[Saved entries]
"""
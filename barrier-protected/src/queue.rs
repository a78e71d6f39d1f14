use async_lock::RwLock;
use std::fmt;
use std::ptr;
use tracing::trace;

use crate::cell::BarrierCell;

/// A concurrent queue with barrier semantics.
///
/// - [`sync`](Self::sync) runs a closure with shared access. Any number of
///   shared closures may run at the same time.
/// - [`sync_barrier`](Self::sync_barrier) runs a closure with exclusive access.
///   It waits for every earlier closure to finish and blocks every later one
///   until it completes.
///
/// Access is always granted on a [`BarrierCell`] bound to this queue. The
/// underlying lock is write-preferring, so a waiting barrier holds back
/// readers that arrive after it.
pub struct BarrierQueue {
    label: &'static str,
    lock: RwLock<()>,
}

impl BarrierQueue {
    /// Create a queue. `const` so it can initialize a `static`.
    pub const fn new(label: &'static str) -> Self {
        Self {
            label,
            lock: RwLock::new(()),
        }
    }

    /// The label given at construction.
    pub fn label(&self) -> &'static str {
        self.label
    }

    /// Run `f` with shared access to `cell`, blocking the current thread until
    /// access is granted. Access is released when `f` returns or unwinds.
    ///
    /// # Panics
    ///
    /// Panics if `cell` is bound to a different queue.
    pub fn sync<T, R>(&self, cell: &BarrierCell<'_, T>, f: impl FnOnce(&T) -> R) -> R {
        self.check_owner(cell);
        let _guard = self.lock.read_blocking();
        trace!(queue = self.label, "shared access granted");
        // SAFETY: a read guard on the cell's own queue excludes every writer.
        f(unsafe { cell.shared() })
    }

    /// Run `f` with exclusive access to `cell`, blocking the current thread
    /// until every other holder has finished.
    ///
    /// # Panics
    ///
    /// Panics if `cell` is bound to a different queue.
    pub fn sync_barrier<T, R>(&self, cell: &BarrierCell<'_, T>, f: impl FnOnce(&mut T) -> R) -> R {
        self.check_owner(cell);
        let _guard = self.lock.write_blocking();
        trace!(queue = self.label, "barrier access granted");
        // SAFETY: a write guard on the cell's own queue excludes every other access.
        f(unsafe { cell.exclusive() })
    }

    /// Async form of [`sync`](Self::sync).
    pub async fn sync_async<T, R>(&self, cell: &BarrierCell<'_, T>, f: impl FnOnce(&T) -> R) -> R {
        self.check_owner(cell);
        let _guard = self.lock.read().await;
        trace!(queue = self.label, "shared access granted");
        // SAFETY: see `sync`.
        f(unsafe { cell.shared() })
    }

    /// Async form of [`sync_barrier`](Self::sync_barrier).
    pub async fn sync_barrier_async<T, R>(
        &self,
        cell: &BarrierCell<'_, T>,
        f: impl FnOnce(&mut T) -> R,
    ) -> R {
        self.check_owner(cell);
        let _guard = self.lock.write().await;
        trace!(queue = self.label, "barrier access granted");
        // SAFETY: see `sync_barrier`.
        f(unsafe { cell.exclusive() })
    }

    /// Run `f` with shared access if it can be granted immediately.
    /// Returns `None` while a barrier holds or waits on the queue.
    pub fn try_sync<T, R>(&self, cell: &BarrierCell<'_, T>, f: impl FnOnce(&T) -> R) -> Option<R> {
        self.check_owner(cell);
        let _guard = self.lock.try_read()?;
        // SAFETY: see `sync`.
        Some(f(unsafe { cell.shared() }))
    }

    /// Run `f` with exclusive access if it can be granted immediately.
    /// Returns `None` while any other access is held.
    pub fn try_sync_barrier<T, R>(
        &self,
        cell: &BarrierCell<'_, T>,
        f: impl FnOnce(&mut T) -> R,
    ) -> Option<R> {
        self.check_owner(cell);
        let _guard = self.lock.try_write()?;
        // SAFETY: see `sync_barrier`.
        Some(f(unsafe { cell.exclusive() }))
    }

    #[inline(always)]
    fn check_owner<T>(&self, cell: &BarrierCell<'_, T>) {
        assert!(
            ptr::eq(cell.queue(), self),
            "cell is not guarded by `{}`",
            self.label
        );
    }
}

impl fmt::Debug for BarrierQueue {
    fn fmt(&self, f: &mut fmt::Formatter<'_>) -> fmt::Result {
        f.debug_struct("BarrierQueue")
            .field("label", &self.label)
            .finish_non_exhaustive()
    }
}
"""
EXERCISE AIM
Look through the entries above and find each line where the word "immediately" occurs; copy those lines.

EXERCISE RESULT
    /// Run `f` with shared access if it can be granted immediately.
    /// Run `f` with exclusive access if it can be granted immediately.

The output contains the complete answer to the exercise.